BEGIN
//! Error types for rule parsing, configuration validation, and sessions
//!
//! Lookup misses are not errors anywhere in this crate; they come back as
//! `Option`/`bool`. The types here cover the genuinely failable paths:
//! malformed rule strings, invalid configuration values, and session
//! termination reasons.

use thiserror::Error;

/// Errors produced while parsing a single mapping or bypass rule string.
///
/// A bad rule never aborts a whole configuration load: the bulk entry
/// points log the error and keep going with the remaining rules.
#[derive(Debug, Clone, PartialEq, Eq, Error)]
#[non_exhaustive]
pub enum RuleParseError {
    #[error("rule is empty")]
    Empty,

    #[error("expected {expected} tokens, got {actual}")]
    TokenCount { expected: usize, actual: usize },

    #[error("unknown rule keyword: {0}")]
    UnknownKeyword(String),

    #[error("invalid host:port: {0}")]
    InvalidHostPort(String),

    #[error("invalid port: {0}")]
    InvalidPort(String),

    #[error("invalid CIDR block: {0}")]
    InvalidCidr(String),

    #[error("invalid scheme prefix: {0}")]
    InvalidScheme(String),

    #[error("hostname pattern is empty")]
    EmptyHostnamePattern,
}

/// Validation errors for configuration values.
#[derive(Debug, Clone, PartialEq, Eq, Error)]
#[non_exhaustive]
pub enum ValidationError {
    #[error("max sessions per key must be at least 1")]
    ZeroSessionCap,
}

/// Terminal status of a pooled session.
///
/// These mirror the network-error codes the transport layer reports; the
/// pool itself only ever closes sessions with [`SessionError::Aborted`].
#[derive(Debug, Clone, PartialEq, Eq, Error)]
#[non_exhaustive]
pub enum SessionError {
    /// The session was torn down by the pool (shutdown, network change,
    /// or TLS configuration change).
    #[error("session aborted")]
    Aborted,

    /// The server's certificate was not accepted for a secure session.
    #[error("certificate error: {0}")]
    CertificateError(String),

    /// The remote closed the underlying connection.
    #[error("connection closed")]
    ConnectionClosed,
}

#[cfg(test)]
mod tests {
    use super::*;

    #[test]
    fn rule_parse_error_messages_name_the_offending_input() {
        let err = RuleParseError::InvalidCidr("10.0.0.0/99".to_string());
        assert!(err.to_string().contains("10.0.0.0/99"));

        let err = RuleParseError::UnknownKeyword("REWRITE".to_string());
        assert!(err.to_string().contains("REWRITE"));
    }

    #[test]
    fn session_error_display() {
        assert_eq!(SessionError::Aborted.to_string(), "session aborted");
        assert!(
            SessionError::CertificateError("self-signed".to_string())
                .to_string()
                .contains("self-signed")
        );
    }
}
END
» Exercise aim: Return each line from the entries above that includes "with".

» Output for this exercise:
/// points log the error and keep going with the remaining rules.
/// pool itself only ever closes sessions with [`SessionError::Aborted`].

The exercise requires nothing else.